“O prazer da comida é o único que, desfrutado com moderação, não acaba por cansar”

Brillat-Savarin


quinta-feira, 18 de agosto de 2011

Henrique Leis – Numa noite de muita cor e pouco sabor





É já quase uma tradição. Em noites de luar, no agosto algarvio, procuro ter mesa marcada no terraço do Henrique Leis.
O restaurante fica numa curva, à beira da estrada velha que liga Almancil a Loulé e, se ignorarmos a vista mais próxima, a linha do horizonte que abarcamos a partir deste terraço é magnífica.
Mesmo com a crise, restaurantes deste nível - e este, ostenta uma estrela no Guia Michelin - não mostram sinais de estarem a ser afectados.
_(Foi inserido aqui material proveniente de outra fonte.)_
//! Similarity-matrix model and its precompute-or-load lifecycle.
//!
//! [`ModelStore`] is the shared persistence helper behind every
//! matrix-building engine: it owns the optional model file path, the
//! rebuild-then-save orchestration, and the line-oriented model file
//! format. Engines plug in through a narrow rebuild closure instead of
//! inheriting from a base class.
//!
//! # Model file format
//!
//! ```text
//! <entity_id>
//! <neighbor_id>|<similarity>
//! <neighbor_id>|<similarity>
//! <entity_id_2>
//! ...
//! ```
//!
//! A line with a single field opens a new entity's neighbor block; a
//! block may be empty. Similarities are written with 5-decimal
//! precision (see [`crate::similarity::round5`]), so a reloaded model
//! compares equal to the persisted one.

use crate::error::{Result, SugerirError};
use serde::{Deserialize, Serialize};
use std::collections::BTreeMap;
use std::fs::File;
use std::io::{BufRead, BufReader, BufWriter, Write};
use std::path::{Path, PathBuf};

/// One entry in an entity's ranked neighbor list.
#[derive(Debug, Clone, Copy, PartialEq, Serialize, Deserialize)]
pub struct Neighbor {
    /// Id of the similar entity.
    pub id: u32,
    /// Similarity score, rounded to 5 decimal digits.
    pub similarity: f32,
}

impl Neighbor {
    /// Creates a neighbor entry.
    #[must_use]
    pub fn new(id: u32, similarity: f32) -> Self {
        Self { id, similarity }
    }
}

/// Per-entity ranked neighbor lists, keyed by entity id.
///
/// Lists are ordered descending by similarity and never contain the
/// entity itself. Produced only by an engine's precompute; immutable
/// while queries run.
#[derive(Debug, Clone, Default, PartialEq, Serialize, Deserialize)]
pub struct SimilarityMatrix {
    entries: BTreeMap<u32, Vec<Neighbor>>,
}

impl SimilarityMatrix {
    /// Creates an empty matrix.
    #[must_use]
    pub fn new() -> Self {
        Self::default()
    }

    /// Installs the neighbor list for an entity.
    pub fn insert(&mut self, entity_id: u32, neighbors: Vec<Neighbor>) {
        self.entries.insert(entity_id, neighbors);
    }

    /// Returns the neighbor list for an entity, if present.
    #[must_use]
    pub fn neighbors(&self, entity_id: u32) -> Option<&[Neighbor]> {
        self.entries.get(&entity_id).map(Vec::as_slice)
    }

    /// Iterates `(entity_id, neighbors)` in ascending entity-id order.
    pub fn iter(&self) -> impl Iterator<Item = (u32, &[Neighbor])> {
        self.entries.iter().map(|(&id, v)| (id, v.as_slice()))
    }

    /// Number of entities with a stored neighbor list.
    #[must_use]
    pub fn len(&self) -> usize {
        self.entries.len()
    }

    /// Returns true if no entity has a stored list.
    #[must_use]
    pub fn is_empty(&self) -> bool {
        self.entries.is_empty()
    }
}

/// Precompute-or-load orchestration shared by matrix-building engines.
///
/// Holds the optional model file path, whether recomputed models are
/// saved back to it, and the model itself once built or loaded.
#[derive(Debug, Default)]
pub struct ModelStore {
    path: Option<PathBuf>,
    save_enabled: bool,
    matrix: Option<SimilarityMatrix>,
}

impl ModelStore {
    /// Creates a store with no path and persistence disabled.
    #[must_use]
    pub fn new() -> Self {
        Self::default()
    }

    /// Sets the model file path.
    pub fn set_path(&mut self, path: Option<PathBuf>) {
        self.path = path;
    }

    /// Enables or disables saving after a recompute.
    pub fn set_save_enabled(&mut self, enabled: bool) {
        self.save_enabled = enabled;
    }

    /// Returns the model, if one has been built or loaded.
    #[must_use]
    pub fn matrix(&self) -> Option<&SimilarityMatrix> {
        self.matrix.as_ref()
    }

    /// Returns true once a model is available for queries.
    #[must_use]
    pub fn is_ready(&self) -> bool {
        self.matrix.is_some()
    }

    /// Installs a freshly built model.
    pub fn install(&mut self, matrix: SimilarityMatrix) {
        self.matrix = Some(matrix);
    }

    /// Builds or loads the model.
    ///
    /// With `force_recompute` the `rebuild` closure runs and its result
    /// is installed, then persisted when saving is enabled. Without it,
    /// the model is loaded from the configured path; if no path is
    /// configured this is a no-op and the model stays unset.
    ///
    /// # Errors
    ///
    /// Propagates rebuild, I/O, and parse errors. A failed load leaves
    /// the model unset.
    pub fn precompute<F>(&mut self, force_recompute: bool, rebuild: F) -> Result<()>
    where
        F: FnOnce() -> Result<SimilarityMatrix>,
    {
        if force_recompute {
            self.matrix = Some(rebuild()?);
            if self.save_enabled {
                self.persist()?;
            }
        } else if self.path.is_some() {
            self.load()?;
        }
        Ok(())
    }

    /// Writes the model to the configured path in the line format.
    ///
    /// A store with no model writes nothing.
    ///
    /// # Errors
    ///
    /// Returns [`SugerirError::MissingModelPath`] if no path is
    /// configured, or an I/O error from writing.
    pub fn persist(&self) -> Result<()> {
        let path = self.path.as_deref().ok_or(SugerirError::MissingModelPath)?;
        let Some(matrix) = self.matrix.as_ref() else {
            return Ok(());
        };
        write_matrix(path, matrix)
    }

    /// Loads the model from the configured path, replacing any model.
    ///
    /// # Errors
    ///
    /// Returns [`SugerirError::MissingModelPath`] if no path is
    /// configured, an I/O error from reading, or
    /// [`SugerirError::MalformedModel`] on a non-conforming file (the
    /// model is left unset in that case).
    pub fn load(&mut self) -> Result<()> {
        let path = self.path.as_deref().ok_or(SugerirError::MissingModelPath)?;
        self.matrix = None;
        self.matrix = Some(read_matrix(path)?);
        Ok(())
    }
}

fn write_matrix(path: &Path, matrix: &SimilarityMatrix) -> Result<()> {
    let mut writer = BufWriter::new(File::create(path)?);
    for (entity_id, neighbors) in matrix.iter() {
        writeln!(writer, "{entity_id}")?;
        for neighbor in neighbors {
            writeln!(writer, "{}|{}", neighbor.id, neighbor.similarity)?;
        }
    }
    writer.flush()?;
    Ok(())
}

fn read_matrix(path: &Path) -> Result<SimilarityMatrix> {
    let reader = BufReader::new(File::open(path)?);
    let mut matrix = SimilarityMatrix::new();
    let mut current: Option<(u32, Vec<Neighbor>)> = None;

    for (index, line) in reader.lines().enumerate() {
        let line = line?;
        let lineno = index + 1;
        let mut fields = line.split('|');
        let first = fields.next().unwrap_or("");
        match (fields.next(), fields.next()) {
            (None, _) => {
                let entity_id = parse_id(first, lineno)?;
                if let Some((id, neighbors)) = current.take() {
                    matrix.insert(id, neighbors);
                }
                current = Some((entity_id, Vec::new()));
            }
            (Some(second), None) => {
                let Some((_, neighbors)) = current.as_mut() else {
                    return Err(malformed(lineno, "neighbor line before any entity header"));
                };
                let id = parse_id(first, lineno)?;
                let similarity: f32 = second
                    .parse()
                    .map_err(|_| malformed(lineno, "similarity is not a number"))?;
                if !similarity.is_finite() {
                    return Err(malformed(lineno, "similarity is not finite"));
                }
                neighbors.push(Neighbor::new(id, similarity));
            }
            (Some(_), Some(_)) => {
                return Err(malformed(lineno, "expected <id> or <id>|<similarity>"));
            }
        }
    }
    if let Some((id, neighbors)) = current.take() {
        matrix.insert(id, neighbors);
    }
    Ok(matrix)
}

fn parse_id(field: &str, lineno: usize) -> Result<u32> {
    field
        .parse()
        .map_err(|_| malformed(lineno, "entity id is not an integer"))
}

fn malformed(line: usize, message: &str) -> SugerirError {
    SugerirError::MalformedModel {
        line,
        message: message.to_string(),
    }
}

#[cfg(test)]
mod tests {
    use super::*;
    use crate::similarity::round5;
    use proptest::prelude::*;
    use std::io::Write as _;
    use tempfile::NamedTempFile;

    fn sample_matrix() -> SimilarityMatrix {
        let mut matrix = SimilarityMatrix::new();
        matrix.insert(
            1,
            vec![Neighbor::new(3, 0.97561), Neighbor::new(2, 0.04762)],
        );
        matrix.insert(2, vec![]);
        matrix.insert(5, vec![Neighbor::new(1, 1.0)]);
        matrix
    }

    fn store_with_path(path: &Path) -> ModelStore {
        let mut store = ModelStore::new();
        store.set_path(Some(path.to_path_buf()));
        store
    }

    #[test]
    fn round_trip_preserves_ids_order_and_values() {
        let file = NamedTempFile::new().expect("temp file");
        let mut store = store_with_path(file.path());
        store.install(sample_matrix());
        store.persist().expect("persist succeeds");

        let mut reloaded = store_with_path(file.path());
        reloaded.load().expect("load succeeds");

        assert_eq!(reloaded.matrix(), Some(&sample_matrix()));
    }

    #[test]
    fn empty_neighbor_blocks_round_trip() {
        let file = NamedTempFile::new().expect("temp file");
        let mut matrix = SimilarityMatrix::new();
        matrix.insert(7, vec![]);
        matrix.insert(8, vec![]);

        let mut store = store_with_path(file.path());
        store.install(matrix.clone());
        store.persist().expect("persist succeeds");

        let mut reloaded = store_with_path(file.path());
        reloaded.load().expect("load succeeds");
        assert_eq!(reloaded.matrix(), Some(&matrix));
    }

    #[test]
    fn persist_without_path_is_an_explicit_error() {
        let mut store = ModelStore::new();
        store.install(sample_matrix());

        assert!(matches!(
            store.persist(),
            Err(SugerirError::MissingModelPath)
        ));
        assert!(matches!(store.load(), Err(SugerirError::MissingModelPath)));
    }

    #[test]
    fn precompute_without_path_or_force_leaves_model_unset() {
        let mut store = ModelStore::new();
        store
            .precompute(false, || Ok(sample_matrix()))
            .expect("no-op precompute succeeds");
        assert!(!store.is_ready());
    }

    #[test]
    fn precompute_with_force_installs_and_saves() {
        let file = NamedTempFile::new().expect("temp file");
        let mut store = store_with_path(file.path());
        store.set_save_enabled(true);
        store
            .precompute(true, || Ok(sample_matrix()))
            .expect("precompute succeeds");
        assert!(store.is_ready());

        let mut reloaded = store_with_path(file.path());
        reloaded.load().expect("saved file loads");
        assert_eq!(reloaded.matrix(), Some(&sample_matrix()));
    }

    #[test]
    fn precompute_save_enabled_without_path_surfaces_misconfiguration() {
        let mut store = ModelStore::new();
        store.set_save_enabled(true);
        assert!(matches!(
            store.precompute(true, || Ok(sample_matrix())),
            Err(SugerirError::MissingModelPath)
        ));
    }

    fn write_temp(content: &str) -> NamedTempFile {
        let mut file = NamedTempFile::new().expect("temp file");
        file.write_all(content.as_bytes()).expect("write");
        file.flush().expect("flush");
        file
    }

    #[test]
    fn loader_rejects_neighbor_before_header() {
        let file = write_temp("2|0.5\n");
        let mut store = store_with_path(file.path());
        let err = store.load().expect_err("must fail");
        assert!(matches!(err, SugerirError::MalformedModel { line: 1, .. }));
        assert!(!store.is_ready());
    }

    #[test]
    fn loader_rejects_garbage_fields() {
        for content in ["abc\n", "1\nx|0.5\n", "1\n2|high\n", "1\n2|0.5|junk\n"] {
            let file = write_temp(content);
            let mut store = store_with_path(file.path());
            assert!(
                matches!(store.load(), Err(SugerirError::MalformedModel { .. })),
                "accepted: {content:?}"
            );
        }
    }

    #[test]
    fn loader_rejects_non_finite_similarity() {
        let file = write_temp("1\n2|NaN\n");
        let mut store = store_with_path(file.path());
        assert!(matches!(
            store.load(),
            Err(SugerirError::MalformedModel { line: 2, .. })
        ));
    }

    proptest! {
        #[test]
        fn round_trip_is_lossless_for_five_decimal_values(
            raw in proptest::collection::vec((1u32..1000, -100_000i32..=100_000), 0..30)
        ) {
            let mut matrix = SimilarityMatrix::new();
            let mut neighbors = Vec::new();
            let mut seen = std::collections::BTreeSet::new();
            for (id, scaled) in raw {
                if seen.insert(id) {
                    neighbors.push(Neighbor::new(id, round5(scaled as f32 / 100_000.0)));
                }
            }
            matrix.insert(42, neighbors);

            let file = NamedTempFile::new().expect("temp file");
            let mut store = store_with_path(file.path());
            store.install(matrix.clone());
            store.persist().expect("persist succeeds");

            let mut reloaded = store_with_path(file.path());
            reloaded.load().expect("load succeeds");
            prop_assert_eq!(reloaded.matrix(), Some(&matrix));
        }
    }
}
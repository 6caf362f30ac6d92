//! Engine selection surface: method type × algorithm.
//!
//! Two closed enums select exactly one of the five concrete engines.
//! Invalid pairings are hard errors, not silent no-engines.

use crate::error::{Result, SugerirError};
use crate::factorization::IncrementalSvd;
use crate::neighborhood::{ItemKnn, UserKnn};
use crate::svd::SvdKnn;
use crate::traits::{Decomposition, Recommender};
use serde::{Deserialize, Serialize};
use std::fmt;

/// Broad family of collaborative filtering approach.
#[derive(Debug, Clone, Copy, PartialEq, Eq, Serialize, Deserialize)]
pub enum MethodType {
    /// Neighborhood methods computed directly from the rating data.
    MemoryBased,
    /// Methods that first learn a model (decomposition or factors).
    ModelBased,
}

impl fmt::Display for MethodType {
    fn fmt(&self, f: &mut fmt::Formatter<'_>) -> fmt::Result {
        match self {
            MethodType::MemoryBased => write!(f, "memory_based"),
            MethodType::ModelBased => write!(f, "model_based"),
        }
    }
}

/// Concrete algorithm within a method type.
#[derive(Debug, Clone, Copy, PartialEq, Eq, Serialize, Deserialize)]
pub enum Algorithm {
    /// Item-based memory CF ([`ItemKnn`]).
    ItemBased,
    /// User-based memory CF ([`UserKnn`]).
    UserBased,
    /// Decomposition-based item CF ([`SvdKnn`]).
    SvdItemBased,
    /// Decomposition-based user CF ([`SvdKnn`]).
    SvdUserBased,
    /// Incremental matrix factorization ([`IncrementalSvd`]).
    SvdIncremental,
}

impl fmt::Display for Algorithm {
    fn fmt(&self, f: &mut fmt::Formatter<'_>) -> fmt::Result {
        match self {
            Algorithm::ItemBased => write!(f, "item_based"),
            Algorithm::UserBased => write!(f, "user_based"),
            Algorithm::SvdItemBased => write!(f, "svd_item_based"),
            Algorithm::SvdUserBased => write!(f, "svd_user_based"),
            Algorithm::SvdIncremental => write!(f, "svd_incremental"),
        }
    }
}

/// Builds the engine selected by a `(method, algorithm)` pair.
///
/// The SVD-projection algorithms consume the injected `decomposition`;
/// the other engines ignore it.
///
/// # Errors
///
/// Returns [`SugerirError::UnsupportedAlgorithm`] for a pairing that
/// selects no engine, and [`SugerirError::InvalidHyperparameter`] when
/// an SVD-projection algorithm is requested without a decomposition.
///
/// # Examples
///
/// ```
/// use sugerir::factory::{recommender_for, Algorithm, MethodType};
///
/// let engine = recommender_for(MethodType::MemoryBased, Algorithm::ItemBased, None);
/// assert!(engine.is_ok());
///
/// let engine = recommender_for(MethodType::MemoryBased, Algorithm::SvdIncremental, None);
/// assert!(engine.is_err());
/// ```
pub fn recommender_for(
    method: MethodType,
    algorithm: Algorithm,
    decomposition: Option<Box<dyn Decomposition>>,
) -> Result<Box<dyn Recommender>> {
    match (method, algorithm) {
        (MethodType::MemoryBased, Algorithm::ItemBased) => Ok(Box::new(ItemKnn::new())),
        (MethodType::MemoryBased, Algorithm::UserBased) => Ok(Box::new(UserKnn::new())),
        (MethodType::ModelBased, Algorithm::SvdItemBased) => {
            let decomposition = require_decomposition(decomposition)?;
            Ok(Box::new(SvdKnn::item_based(decomposition)))
        }
        (MethodType::ModelBased, Algorithm::SvdUserBased) => {
            let decomposition = require_decomposition(decomposition)?;
            Ok(Box::new(SvdKnn::user_based(decomposition)))
        }
        (MethodType::ModelBased, Algorithm::SvdIncremental) => {
            Ok(Box::new(IncrementalSvd::new()))
        }
        (method, algorithm) => Err(SugerirError::UnsupportedAlgorithm {
            method: method.to_string(),
            algorithm: algorithm.to_string(),
        }),
    }
}

fn require_decomposition(
    decomposition: Option<Box<dyn Decomposition>>,
) -> Result<Box<dyn Decomposition>> {
    decomposition.ok_or_else(|| SugerirError::InvalidHyperparameter {
        param: "decomposition".to_string(),
        value: "none".to_string(),
        constraint: "required for SVD-projection algorithms".to_string(),
    })
}

#[cfg(test)]
mod tests {
    use super::*;
    use crate::primitives::Matrix;
    use crate::traits::Svd;

    struct StubDecomposition;

    impl Decomposition for StubDecomposition {
        fn decompose(&self, matrix: &Matrix<f32>) -> Result<Svd> {
            let (rows, cols) = matrix.shape();
            Ok(Svd {
                u: Matrix::zeros(rows, 2),
                s: Matrix::zeros(2, 2),
                v: Matrix::zeros(cols, 2),
            })
        }
    }

    #[test]
    fn all_five_valid_pairs_build() {
        assert!(recommender_for(MethodType::MemoryBased, Algorithm::ItemBased, None).is_ok());
        assert!(recommender_for(MethodType::MemoryBased, Algorithm::UserBased, None).is_ok());
        assert!(recommender_for(MethodType::ModelBased, Algorithm::SvdIncremental, None).is_ok());
        assert!(recommender_for(
            MethodType::ModelBased,
            Algorithm::SvdItemBased,
            Some(Box::new(StubDecomposition))
        )
        .is_ok());
        assert!(recommender_for(
            MethodType::ModelBased,
            Algorithm::SvdUserBased,
            Some(Box::new(StubDecomposition))
        )
        .is_ok());
    }

    #[test]
    fn cross_pairings_are_hard_errors() {
        for algorithm in [
            Algorithm::SvdItemBased,
            Algorithm::SvdUserBased,
            Algorithm::SvdIncremental,
        ] {
            assert!(matches!(
                recommender_for(MethodType::MemoryBased, algorithm, None),
                Err(SugerirError::UnsupportedAlgorithm { .. })
            ));
        }
        for algorithm in [Algorithm::ItemBased, Algorithm::UserBased] {
            assert!(matches!(
                recommender_for(MethodType::ModelBased, algorithm, None),
                Err(SugerirError::UnsupportedAlgorithm { .. })
            ));
        }
    }

    #[test]
    fn svd_projection_without_decomposition_is_rejected() {
        assert!(matches!(
            recommender_for(MethodType::ModelBased, Algorithm::SvdItemBased, None),
            Err(SugerirError::InvalidHyperparameter { .. })
        ));
    }

    #[test]
    fn axis_names_match_the_selection_surface() {
        assert_eq!(MethodType::MemoryBased.to_string(), "memory_based");
        assert_eq!(Algorithm::SvdUserBased.to_string(), "svd_user_based");
    }
}
//! Rating catalog: users, items, and per-user rating lists.
//!
//! Pure data holders shared by every engine. A [`Catalog`] is built
//! once and treated as read-only for the lifetime of a session; every
//! mapping is id-keyed and iterates in ascending id order, which the
//! engines rely on for deterministic accumulation and tie-breaking.

use serde::{Deserialize, Serialize};
use std::collections::BTreeMap;

/// Lower bound of the rating scale.
pub const RATING_MIN: f32 = 1.0;

/// Upper bound of the rating scale.
pub const RATING_MAX: f32 = 5.0;

/// Clamps a predicted rating into the `[RATING_MIN, RATING_MAX]` scale.
#[must_use]
pub fn clamp_rating(value: f32) -> f32 {
    value.clamp(RATING_MIN, RATING_MAX)
}

/// An item that users rate.
///
/// # Examples
///
/// ```
/// use sugerir::catalog::Item;
///
/// let item = Item::new(1, "Twelve Monkeys");
/// assert_eq!(item.id(), 1);
/// assert_eq!(item.name(), "Twelve Monkeys");
/// ```
#[derive(Debug, Clone, PartialEq, Eq, Serialize, Deserialize)]
pub struct Item {
    id: u32,
    name: String,
}

impl Item {
    /// Creates a new item.
    #[must_use]
    pub fn new(id: u32, name: impl Into<String>) -> Self {
        Self {
            id,
            name: name.into(),
        }
    }

    /// Returns the item id.
    #[must_use]
    pub fn id(&self) -> u32 {
        self.id
    }

    /// Returns the item name.
    #[must_use]
    pub fn name(&self) -> &str {
        &self.name
    }
}

/// A single rating a user gave to an item.
#[derive(Debug, Clone, Copy, PartialEq, Serialize, Deserialize)]
pub struct Rating {
    /// Id of the rated item.
    pub item_id: u32,
    /// Rating value on the `[RATING_MIN, RATING_MAX]` scale.
    pub value: f32,
}

impl Rating {
    /// Creates a new rating.
    #[must_use]
    pub fn new(item_id: u32, value: f32) -> Self {
        Self { item_id, value }
    }
}

/// A user's ratings, keyed by item id.
///
/// Unique per item: adding a second rating for the same item replaces
/// the first. Iteration is in ascending item-id order.
#[derive(Debug, Clone, Default, PartialEq, Serialize, Deserialize)]
pub struct RatingList {
    ratings: BTreeMap<u32, f32>,
}

impl RatingList {
    /// Creates an empty rating list.
    #[must_use]
    pub fn new() -> Self {
        Self::default()
    }

    /// Adds a rating, replacing any existing rating for the same item.
    pub fn add(&mut self, rating: Rating) {
        self.ratings.insert(rating.item_id, rating.value);
    }

    /// Returns the rating value for an item, if present.
    #[must_use]
    pub fn rating_for(&self, item_id: u32) -> Option<f32> {
        self.ratings.get(&item_id).copied()
    }

    /// Returns true if the list contains a rating for the item.
    #[must_use]
    pub fn contains(&self, item_id: u32) -> bool {
        self.ratings.contains_key(&item_id)
    }

    /// Number of ratings in the list.
    #[must_use]
    pub fn len(&self) -> usize {
        self.ratings.len()
    }

    /// Returns true if the list holds no ratings.
    #[must_use]
    pub fn is_empty(&self) -> bool {
        self.ratings.is_empty()
    }

    /// Iterates over `(item_id, value)` pairs in ascending item-id order.
    pub fn iter(&self) -> impl Iterator<Item = (u32, f32)> + '_ {
        self.ratings.iter().map(|(&id, &value)| (id, value))
    }

    /// Borrows the underlying id → rating map.
    ///
    /// Similarity metrics consume this representation directly.
    #[must_use]
    pub fn as_map(&self) -> &BTreeMap<u32, f32> {
        &self.ratings
    }
}

/// A user with an owned, mutable rating list.
///
/// # Examples
///
/// ```
/// use sugerir::catalog::{Rating, User};
///
/// let mut user = User::new(7, "U-7");
/// user.ratings_mut().add(Rating::new(1, 4.0));
/// assert_eq!(user.rating_for(1), Some(4.0));
/// assert!(user.has_rated(1));
/// assert!(!user.has_rated(2));
/// ```
#[derive(Debug, Clone, PartialEq, Serialize, Deserialize)]
pub struct User {
    id: u32,
    name: String,
    ratings: RatingList,
}

impl User {
    /// Creates a new user with an empty rating list.
    #[must_use]
    pub fn new(id: u32, name: impl Into<String>) -> Self {
        Self {
            id,
            name: name.into(),
            ratings: RatingList::new(),
        }
    }

    /// Returns the user id.
    #[must_use]
    pub fn id(&self) -> u32 {
        self.id
    }

    /// Returns the user name.
    #[must_use]
    pub fn name(&self) -> &str {
        &self.name
    }

    /// Borrows the user's rating list.
    #[must_use]
    pub fn ratings(&self) -> &RatingList {
        &self.ratings
    }

    /// Mutably borrows the user's rating list.
    pub fn ratings_mut(&mut self) -> &mut RatingList {
        &mut self.ratings
    }

    /// Returns the rating this user gave an item, if any.
    #[must_use]
    pub fn rating_for(&self, item_id: u32) -> Option<f32> {
        self.ratings.rating_for(item_id)
    }

    /// Returns true if this user rated the item.
    #[must_use]
    pub fn has_rated(&self, item_id: u32) -> bool {
        self.ratings.contains(item_id)
    }
}

/// The full user–item rating dataset consumed by every engine.
///
/// Built once by the host, read-only afterwards. Engines assume every
/// rated item id exists in `items` (caller's responsibility).
///
/// # Examples
///
/// ```
/// use sugerir::catalog::{Catalog, Item, Rating, User};
///
/// let mut catalog = Catalog::new();
/// catalog.add_item(Item::new(1, "Heat"));
/// let mut user = User::new(1, "U-1");
/// user.ratings_mut().add(Rating::new(1, 5.0));
/// catalog.add_user(user);
///
/// assert_eq!(catalog.n_users(), 1);
/// assert_eq!(catalog.n_items(), 1);
/// ```
#[derive(Debug, Clone, Default, PartialEq, Serialize, Deserialize)]
pub struct Catalog {
    users: BTreeMap<u32, User>,
    items: BTreeMap<u32, Item>,
}

impl Catalog {
    /// Creates an empty catalog.
    #[must_use]
    pub fn new() -> Self {
        Self::default()
    }

    /// Adds a user, replacing any user with the same id.
    pub fn add_user(&mut self, user: User) {
        self.users.insert(user.id(), user);
    }

    /// Adds an item, replacing any item with the same id.
    pub fn add_item(&mut self, item: Item) {
        self.items.insert(item.id(), item);
    }

    /// Looks up a user by id.
    #[must_use]
    pub fn user(&self, id: u32) -> Option<&User> {
        self.users.get(&id)
    }

    /// Looks up an item by id.
    #[must_use]
    pub fn item(&self, id: u32) -> Option<&Item> {
        self.items.get(&id)
    }

    /// Iterates users in ascending id order.
    pub fn users(&self) -> impl Iterator<Item = &User> {
        self.users.values()
    }

    /// Iterates items in ascending id order.
    pub fn items(&self) -> impl Iterator<Item = &Item> {
        self.items.values()
    }

    /// Number of users.
    #[must_use]
    pub fn n_users(&self) -> usize {
        self.users.len()
    }

    /// Number of items.
    #[must_use]
    pub fn n_items(&self) -> usize {
        self.items.len()
    }

    /// Total number of ratings across all users.
    #[must_use]
    pub fn n_ratings(&self) -> usize {
        self.users.values().map(|u| u.ratings().len()).sum()
    }
}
Lotações esgotadas, as reservas tem de ser feitas com antecedência.
Não é o caso do restaurante da praia que frequento. Com muito bom peixinho e excelentes ameijoas, o certo é que, este ano, apesar do areal estar cheio como nunca, não se vêem as filas de anos anteriores. Oiço as queixas da restauração: “as pessoas dividem os pratos, escolhem os mais baratos. Até nos cafés se nota. Estão a beber menos bicas”. Imagino o que será com o anunciado/falado aumento do IVA…
Depois de algumas tentativas falhadas ou adiadas noutros restaurantes, aqui, no Henrique Leis, não arrisco. A mesa reservada com uma semana de antecedência. E lá está a lua, redondinha, a iluminar a noite.
A caminho, faço uma aposta: “ o amuse bouche que nos vai chegar à mesa vai ser o mesmo do ano passado” – aposta feita, aposta ganha. É a receita do ano passado, de há dois anos e de há três…até me perder na memória.
Lá veio a trilogia de melão e melancia, em shot, com um macarron de beterraba. Sem se dar por vencida, uma voz na mesa tentava, com alguma ironia, salvar a honra do convento: “também não mudamos de cartão-de-visita todos os anos! Ora, um amuse bouche é o cartão-de-visita do chef!”. Boa tentativa, mas o argumento não me convence, já que vejo estas delicadezas iniciais como uma montra que, convém, se vá remodelando!!!
Queixo-me do dejá vu, não me queixo do sabor. A frescura doce, como doce pode ser uma noite de verão algarvia. Melancia e meloa, a combinar com o suspiro de beterraba, com um sublinhado para o bonito efeito visual. O vermelho no fundo do copo, por cima o verde, com o shot a terminar numa espuma branca. Ao lado do copo, a brilhar, o doce de beterraba.
Peço emprestada a foto na net que a minha máquina fotográfica ficou de férias, em casa!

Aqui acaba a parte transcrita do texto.